Hay instantes que duran para siempre. Adoré a una chica de ojos celestes que un día conocí en La Frontera. Hacíamos el amor bajo los puentes. Tomábamos ginebra y la vida era hermosa. Me contó que su padre la había violado a los 12 (doce) años. Que su madre había muerto cuando ella tenía 7 (siete) años. Íbamos en bicicleta y hacíamos el amor bajo los puentes. La adoraba. Eso creo. Eso pienso, que la adoraba. Como siempre ocurre en esta puta vida, el destino, la vida o la numerología nos separó. Ni siquiera recordaba su nombre hasta ayer, cuando Fabián me preguntó si conocía a Leonor. Esa chica de los ojos celestes. Qué pasa con ella, le pregunté. Me dijo que nada, que se había casado con un conde italiano que vivía en Florencia. Le dije que no la conocía. Al despedirnos le pedí algo de dinero para comprar pan, vino y cigarrillos. Por fin una puta historia que terminó bien.

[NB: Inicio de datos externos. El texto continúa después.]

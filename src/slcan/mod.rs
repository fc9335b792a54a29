//! # SLCAN Bus Module
//!
//! Handles the CAN bus through a USB-serial SLCAN (Lawicel) adapter.
//!
//! This module handles:
//! - Opening the adapter's serial port (8N1)
//! - Setting the bus bitrate and opening the CAN channel
//! - Transmitting button and variable request frames
//! - Non-blocking reception of variable responses

pub mod bus_trait;
pub mod codec;

use async_trait::async_trait;
use bytes::BytesMut;
use std::time::Duration;
use tokio::io::{AsyncRead, AsyncReadExt, AsyncWrite, AsyncWriteExt};
use tokio_serial::SerialPortBuilderExt;
use tracing::{debug, info, warn};

use crate::can::CanFrame;
use crate::error::{BridgeError, Result};
pub use bus_trait::CanBus;
use codec::{SLCAN_BELL, SLCAN_CLOSE, SLCAN_CR, SLCAN_OPEN};

/// Default serial baud rate of SLCAN adapters
pub const DEFAULT_BAUD_RATE: u32 = 115_200;

/// Default CAN bitrate (500 kbit/s)
pub const DEFAULT_BITRATE: u32 = 500_000;

/// Longest line an adapter can send (extended frame, 8 bytes, timestamp, CR)
const MAX_LINE_LENGTH: usize = 32;

/// Default adapter device paths to try (in order of preference)
const DEFAULT_DEVICE_PATHS: &[&str] = &[
    "/dev/ttyACM0", // USB CDC adapters (CANable, most common)
    "/dev/ttyUSB0", // USB-to-serial adapters
];

/// SLCAN Bus Handler
///
/// Owns the adapter stream and the partially received line buffer.
pub struct SlcanBus<P = tokio_serial::SerialStream> {
    /// Adapter stream
    port: P,
    /// Device path (e.g., /dev/ttyACM0)
    device_path: String,
    /// Bytes received but not yet terminated by CR
    rx_buf: BytesMut,
}

impl<P> std::fmt::Debug for SlcanBus<P> {
    fn fmt(&self, f: &mut std::fmt::Formatter<'_>) -> std::fmt::Result {
        f.debug_struct("SlcanBus")
            .field("device_path", &self.device_path)
            .field("buffered", &self.rx_buf.len())
            .finish_non_exhaustive()
    }
}

impl SlcanBus<tokio_serial::SerialStream> {
    /// Open the first SLCAN adapter found at the default paths
    ///
    /// # Errors
    ///
    /// Returns error if no adapter found or the channel cannot be opened
    ///
    /// # Examples
    ///
    /// ```no_run
    /// use buttonbox_bridge::slcan::{SlcanBus, DEFAULT_BAUD_RATE, DEFAULT_BITRATE};
    ///
    /// #[tokio::main]
    /// async fn main() -> anyhow::Result<()> {
    ///     let bus = SlcanBus::open(DEFAULT_BAUD_RATE, DEFAULT_BITRATE).await?;
    ///     println!("CAN adapter at {}", bus.device_path());
    ///     Ok(())
    /// }
    /// ```
    pub async fn open(baud_rate: u32, bitrate: u32) -> Result<Self> {
        Self::open_with_paths(DEFAULT_DEVICE_PATHS, baud_rate, bitrate).await
    }

    /// Open an SLCAN adapter trying each of the given device paths
    pub async fn open_with_paths(paths: &[&str], baud_rate: u32, bitrate: u32) -> Result<Self> {
        for path in paths {
            debug!("Trying to open SLCAN adapter: {}", path);

            let port = match Self::open_port(path, baud_rate) {
                Ok(port) => port,
                Err(e) => {
                    warn!("Failed to open {}: {}", path, e);
                    continue;
                }
            };

            match Self::from_port(port, *path, bitrate).await {
                Ok(bus) => {
                    info!("CAN initialized at {}kbps on {}", bitrate / 1000, path);
                    return Ok(bus);
                }
                Err(e) => {
                    warn!("Failed to start CAN channel on {}: {}", path, e);
                    continue;
                }
            }
        }

        Err(BridgeError::SerialPortNotFound(paths.join(", ")))
    }

    /// Open a specific serial port with SLCAN settings (8N1, no flow control)
    fn open_port(path: &str, baud_rate: u32) -> Result<tokio_serial::SerialStream> {
        let port = tokio_serial::new(path, baud_rate)
            .data_bits(tokio_serial::DataBits::Eight)
            .parity(tokio_serial::Parity::None)
            .stop_bits(tokio_serial::StopBits::One)
            .flow_control(tokio_serial::FlowControl::None)
            .open_native_async()
            .map_err(|e| BridgeError::Serial(format!("Failed to open {}: {}", path, e)))?;

        Ok(port)
    }
}

impl<P> SlcanBus<P>
where
    P: AsyncRead + AsyncWrite + Unpin + Send,
{
    /// Start the CAN channel on an already opened adapter stream
    ///
    /// Sends close, bitrate setup and open commands. Acknowledgements are not
    /// awaited; they are skipped by the receive path.
    ///
    /// # Errors
    ///
    /// Returns error if the bitrate has no SLCAN code or a command cannot be written
    pub async fn from_port(port: P, device_path: impl Into<String>, bitrate: u32) -> Result<Self> {
        let setup = codec::bitrate_command(bitrate).ok_or_else(|| {
            BridgeError::Serial(format!("Unsupported CAN bitrate {}", bitrate))
        })?;

        let mut bus = Self {
            port,
            device_path: device_path.into(),
            rx_buf: BytesMut::with_capacity(MAX_LINE_LENGTH * 4),
        };

        bus.write_command(SLCAN_CLOSE).await?;
        bus.write_command(&setup).await?;
        bus.write_command(SLCAN_OPEN).await?;

        Ok(bus)
    }

    /// Get the device path of the adapter
    pub fn device_path(&self) -> &str {
        &self.device_path
    }

    async fn write_command(&mut self, command: &[u8]) -> Result<()> {
        self.port
            .write_all(command)
            .await
            .map_err(|e| BridgeError::Serial(format!("Failed to write command: {}", e)))?;

        self.port
            .flush()
            .await
            .map_err(|e| BridgeError::Serial(format!("Failed to flush serial port: {}", e)))?;

        Ok(())
    }

    /// Pop the next complete data frame out of the receive buffer
    ///
    /// Acknowledgements, remote frames, BELL responses and malformed lines are
    /// consumed and skipped.
    fn next_buffered_frame(&mut self) -> Option<CanFrame> {
        loop {
            let Some(end) = self
                .rx_buf
                .iter()
                .position(|&b| b == SLCAN_CR || b == SLCAN_BELL)
            else {
                if self.rx_buf.len() > MAX_LINE_LENGTH {
                    warn!("Discarding {} unterminated SLCAN bytes", self.rx_buf.len());
                    self.rx_buf.clear();
                }
                return None;
            };

            let line = self.rx_buf.split_to(end + 1);
            if line[end] == SLCAN_BELL {
                debug!("SLCAN adapter rejected a command");
                continue;
            }

            // Tolerate LF from adapters that send CRLF
            let body: &[u8] = match line[..end].first() {
                Some(b'\n') => &line[1..end],
                _ => &line[..end],
            };

            match codec::decode_line(body) {
                Ok(Some(frame)) => return Some(frame),
                Ok(None) => continue,
                Err(e) => {
                    debug!("Dropping SLCAN line: {}", e);
                    continue;
                }
            }
        }
    }
}

#[async_trait]
impl<P> CanBus for SlcanBus<P>
where
    P: AsyncRead + AsyncWrite + Unpin + Send,
{
    async fn send(&mut self, frame: &CanFrame) -> bool {
        let line = codec::encode_frame(frame);

        if let Err(e) = self.write_command(&line).await {
            warn!("CAN TX 0x{:03X} failed: {}", frame.id(), e);
            return false;
        }

        debug!("Sent CAN frame 0x{:03X} ({} bytes)", frame.id(), frame.len());
        true
    }

    async fn receive(&mut self, timeout: Duration) -> Option<CanFrame> {
        loop {
            if let Some(frame) = self.next_buffered_frame() {
                return Some(frame);
            }

            match tokio::time::timeout(timeout, self.port.read_buf(&mut self.rx_buf)).await {
                Ok(Ok(0)) => {
                    warn!("SLCAN adapter {} closed the stream", self.device_path);
                    return None;
                }
                Ok(Ok(_)) => continue,
                Ok(Err(e)) => {
                    warn!("SLCAN read failed: {}", e);
                    return None;
                }
                Err(_) => return None,
            }
        }
    }
}
#[cfg(test)]
mod tests {
    use super::*;
    use crate::ble::{event_queue, EventSender, MockGattLink};
    use crate::can::CanFrame;
    use crate::slcan::bus_trait::mocks::MockCanBus;
    use std::sync::{Arc, Mutex};

    fn test_settings() -> BridgeSettings {
        BridgeSettings {
            advertising_restart_delay: Duration::ZERO,
            ..BridgeSettings::default()
        }
    }

    fn response(hash: i32, value: [u8; 4]) -> CanFrame {
        let mut data = [0u8; 8];
        data[..4].copy_from_slice(&hash.to_be_bytes());
        data[4..].copy_from_slice(&value);
        CanFrame::new(0x721, &data).unwrap()
    }

    /// Link that is always subscribed and records every notification
    fn recording_link() -> (MockGattLink, Arc<Mutex<Vec<Vec<u8>>>>) {
        let notified = Arc::new(Mutex::new(Vec::new()));
        let sink = notified.clone();

        let mut link = MockGattLink::new();
        link.expect_can_notify().return_const(true);
        link.expect_notify().returning(move |payload| {
            sink.lock().unwrap().push(payload.to_vec());
            true
        });
        (link, notified)
    }

    fn setup(link: MockGattLink) -> (Bridge<MockCanBus, MockGattLink>, MockCanBus, EventSender) {
        let bus = MockCanBus::new();
        let (tx, rx) = event_queue(32);
        let bridge = Bridge::new(bus.clone(), link, rx, test_settings());
        (bridge, bus, tx)
    }

    #[tokio::test]
    async fn test_two_hash_batch_end_to_end() {
        let (link, notified) = recording_link();
        let (mut bridge, bus, tx) = setup(link);

        tx.push(LinkEvent::Connected);
        tx.push_write(Characteristic::VariableRequest, &[0, 0, 0, 1, 0, 0, 0, 2]);
        bridge.run_cycle().await;

        let sent = bus.get_sent_frames();
        assert_eq!(sent.len(), 1);
        assert_eq!(sent[0].id(), 0x701);
        assert_eq!(sent[0].data(), &[0, 0, 0, 1]);

        bus.push_inbound(response(1, [0x41, 0x20, 0x00, 0x00]));
        bridge.run_cycle().await;

        let sent = bus.get_sent_frames();
        assert_eq!(sent.len(), 2);
        assert_eq!(sent[1].data(), &[0, 0, 0, 2]);
        assert!(notified.lock().unwrap().is_empty());

        bus.push_inbound(response(2, [0xDE, 0xAD, 0xBE, 0xEF]));
        bridge.run_cycle().await;

        let notified = notified.lock().unwrap();
        assert_eq!(notified.len(), 1);
        assert_eq!(
            notified[0],
            vec![
                0x00, 0x00, 0x00, 0x01, 0x41, 0x20, 0x00, 0x00,
                0x00, 0x00, 0x00, 0x02, 0xDE, 0xAD, 0xBE, 0xEF,
            ]
        );
        assert!(bridge.batch().is_idle());
        assert_eq!(bus.get_sent_frames().len(), 2);
        assert_eq!(bridge.stats().notifications_sent, 1);
        assert_eq!(bridge.stats().variable_requests, 2);
    }

    #[tokio::test]
    async fn test_requests_issued_one_at_a_time() {
        let (link, _notified) = recording_link();
        let (mut bridge, bus, tx) = setup(link);

        tx.push(LinkEvent::Connected);
        tx.push_write(Characteristic::VariableRequest, &[0, 0, 0, 1, 0, 0, 0, 2, 0, 0, 0, 3]);
        bridge.run_cycle().await;
        bridge.run_cycle().await;
        bridge.run_cycle().await;

        assert_eq!(bus.get_sent_frames().len(), 1);
        assert_eq!(bridge.batch().awaiting(), Some(1));
    }

    #[tokio::test]
    async fn test_button_writes_deduplicated() {
        let mut link = MockGattLink::new();
        link.expect_notify().times(0);
        let (mut bridge, bus, tx) = setup(link);

        tx.push_write(Characteristic::Button, &[0x03]);
        tx.push_write(Characteristic::Button, &[0x03]);
        tx.push_write(Characteristic::Button, &[0x05]);
        bridge.run_cycle().await;

        let sent = bus.get_sent_frames();
        assert_eq!(sent.len(), 2);
        assert_eq!(sent[0].id(), 0x711);
        assert_eq!(sent[0].data(), &[0x5A, 0x00, 27, 0x00, 0x08]);
        assert_eq!(sent[1].data(), &[0x5A, 0x00, 27, 0x00, 0x20]);
        assert_eq!(bridge.stats().button_frames, 2);
    }

    #[tokio::test]
    async fn test_button_send_failure_not_retried() {
        let (mut bridge, bus, tx) = setup(MockGattLink::new());
        bus.set_send_fails(true);

        tx.push_write(Characteristic::Button, &[0x01]);
        bridge.run_cycle().await;
        bus.set_send_fails(false);
        tx.push_write(Characteristic::Button, &[0x01]);
        bridge.run_cycle().await;

        assert!(bus.get_sent_frames().is_empty());
        assert_eq!(bridge.stats().button_frames, 0);
    }

    #[tokio::test]
    async fn test_batch_dropped_when_disconnected() {
        let mut link = MockGattLink::new();
        link.expect_can_notify().return_const(true);
        link.expect_notify().times(0);
        let (mut bridge, bus, tx) = setup(link);

        tx.push_write(Characteristic::VariableRequest, &[0, 0, 0, 9]);
        bridge.run_cycle().await;
        bus.push_inbound(response(9, [1, 2, 3, 4]));
        bridge.run_cycle().await;

        assert!(bridge.batch().is_idle());
        assert_eq!(bridge.stats().notifications_dropped, 1);
    }

    #[tokio::test]
    async fn test_batch_dropped_without_subscriber() {
        let mut link = MockGattLink::new();
        link.expect_can_notify().return_const(false);
        link.expect_notify().times(0);
        let (mut bridge, bus, tx) = setup(link);

        tx.push(LinkEvent::Connected);
        tx.push_write(Characteristic::VariableRequest, &[0, 0, 0, 9]);
        bridge.run_cycle().await;
        bus.push_inbound(response(9, [1, 2, 3, 4]));
        bridge.run_cycle().await;

        assert!(bridge.batch().is_idle());
    }

    #[tokio::test]
    async fn test_preemption_never_mixes_batches() {
        let (link, notified) = recording_link();
        let (mut bridge, bus, tx) = setup(link);

        tx.push(LinkEvent::Connected);
        tx.push_write(Characteristic::VariableRequest, &[0, 0, 0, 1, 0, 0, 0, 2]);
        bridge.run_cycle().await;
        bus.push_inbound(response(1, [0xAA; 4]));
        bridge.run_cycle().await;

        tx.push_write(Characteristic::VariableRequest, &[0, 0, 0, 7]);
        bridge.run_cycle().await;

        let sent = bus.get_sent_frames();
        assert_eq!(sent.last().unwrap().data(), &[0, 0, 0, 7]);

        bus.push_inbound(response(7, [0xBB; 4]));
        bridge.run_cycle().await;

        let notified = notified.lock().unwrap();
        assert_eq!(*notified, vec![vec![0, 0, 0, 7, 0xBB, 0xBB, 0xBB, 0xBB]]);
    }

    #[tokio::test]
    async fn test_buffered_response_completes_old_batch_before_preemption() {
        let (link, notified) = recording_link();
        let (mut bridge, bus, tx) = setup(link);

        tx.push(LinkEvent::Connected);
        tx.push_write(Characteristic::VariableRequest, &[0, 0, 0, 1]);
        bridge.run_cycle().await;

        bus.push_inbound(response(1, [0xAA; 4]));
        tx.push_write(Characteristic::VariableRequest, &[0, 0, 0, 7]);
        bridge.run_cycle().await;

        assert_eq!(*notified.lock().unwrap(), vec![vec![0, 0, 0, 1, 0xAA, 0xAA, 0xAA, 0xAA]]);
        assert_eq!(bridge.batch().awaiting(), Some(7));
        assert_eq!(bridge.batch().collected(), 0);
        assert_eq!(bus.get_sent_frames().last().unwrap().data(), &[0, 0, 0, 7]);

        bus.push_inbound(response(7, [0xBB; 4]));
        bridge.run_cycle().await;

        let notified = notified.lock().unwrap();
        assert_eq!(notified.len(), 2);
        assert_eq!(notified[1], vec![0, 0, 0, 7, 0xBB, 0xBB, 0xBB, 0xBB]);
    }

    #[tokio::test]
    async fn test_noise_frames_do_not_touch_batch() {
        let (link, notified) = recording_link();
        let (mut bridge, bus, tx) = setup(link);

        tx.push(LinkEvent::Connected);
        tx.push_write(Characteristic::VariableRequest, &[0, 0, 0, 1]);
        bridge.run_cycle().await;

        bus.push_inbound(CanFrame::new(0x720, &[0, 0, 0, 1, 0, 0, 0, 0]).unwrap());
        bus.push_inbound(CanFrame::new(0x721, &[0, 0, 0, 1]).unwrap());
        bridge.run_cycle().await;

        assert_eq!(bridge.batch().awaiting(), Some(1));
        assert_eq!(bridge.batch().collected(), 0);
        assert!(notified.lock().unwrap().is_empty());
    }

    #[tokio::test]
    async fn test_short_request_write_ignored() {
        let (mut bridge, bus, tx) = setup(MockGattLink::new());

        tx.push_write(Characteristic::VariableRequest, &[0, 0, 1]);
        tx.push_write(Characteristic::VariableData, &[0, 0, 0, 1]);
        bridge.run_cycle().await;

        assert!(bus.get_sent_frames().is_empty());
        assert!(bridge.batch().is_idle());
    }

    #[tokio::test]
    async fn test_disconnect_restarts_advertising_once() {
        let mut link = MockGattLink::new();
        link.expect_restart_advertising().times(1).returning(|| Ok(()));
        let (mut bridge, _bus, tx) = setup(link);

        tx.push(LinkEvent::Connected);
        bridge.run_cycle().await;
        assert!(bridge.is_connected());

        tx.push(LinkEvent::Disconnected);
        bridge.run_cycle().await;
        bridge.run_cycle().await;
        assert!(!bridge.is_connected());
    }

    #[tokio::test]
    async fn test_connect_does_not_advertise() {
        let mut link = MockGattLink::new();
        link.expect_restart_advertising().times(0);
        let (mut bridge, _bus, tx) = setup(link);

        tx.push(LinkEvent::Connected);
        bridge.run_cycle().await;
        bridge.run_cycle().await;
    }

    #[tokio::test]
    async fn test_advertising_failure_is_not_fatal() {
        let mut link = MockGattLink::new();
        link.expect_restart_advertising()
            .times(1)
            .returning(|| Err(crate::error::BridgeError::Ble("adapter busy".to_string())));
        let (mut bridge, bus, tx) = setup(link);

        tx.push(LinkEvent::Connected);
        bridge.run_cycle().await;
        tx.push(LinkEvent::Disconnected);
        bridge.run_cycle().await;

        tx.push_write(Characteristic::Button, &[0x02]);
        bridge.run_cycle().await;
        assert_eq!(bus.get_sent_frames().len(), 1);
    }

    #[tokio::test]
    async fn test_run_until_processes_events() {
        let (link, _notified) = recording_link();
        let (mut bridge, bus, tx) = setup(link);

        tx.push_write(Characteristic::Button, &[0x04]);
        bridge.run_until(sleep(Duration::from_millis(20))).await;

        assert_eq!(bus.get_sent_frames().len(), 1);
    }

    #[test]
    fn test_settings_from_config() {
        let mut config = Config::default();
        config.can.ecu_id = 3;
        config.ble.advertising_restart_delay_ms = 250;

        let settings = BridgeSettings::from_config(&config);
        assert_eq!(settings.addresses.request, 0x703);
        assert_eq!(settings.addresses.response, 0x723);
        assert_eq!(settings.addresses.button_box, 0x711);
        assert_eq!(settings.advertising_restart_delay, Duration::from_millis(250));
        assert_eq!(settings.poll_interval, Duration::from_millis(1));
    }
}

A ella solo le interesaba el amor

La conocí en la fiesta que daba Esteban en el Bar Cristal. Era la más linda. Loca desaforada. El culo más lindo occidental y cristiano. Tenía las caderas más contorneadas de Oriente. Las piernas más largas de Norteamérica. Una verdadera belleza asiática. Se llamaba Tracy. Todo el mundo pendiente de Tracy. De su culo, sus tetas, sus piernas, su baile africano. Todos vueltos locos. Me tomó de la corbata y me arrastró a la pista. ¿De dónde eres, cabrón? Me preguntó. Le expliqué. Me refregué. Me manoseó. Me dijo: Tienes una buena herramienta, pinche culero. Es para ti si la quieres, le dije. Lo quiero, me dijo. Pero agregó: Eso sí, sin amor, yo solo quiero sexo sin amor. Está bien, le contesté. Nos despedimos de Esteban con dirección a mi casa. Nada más subir al auto nos echamos un polvo magistral. Llegamos a casa y fue el fin del mundo. Ya no era solamente sexo. Me comenzó a decir mi amor. Más fuerte mi amor, dale amor, pégame amor, te amo amor. Me muero mi amor. Toda esa cantilena. Me costó desprenderme de esa mina de mierda a la que solo le interesaba el amor.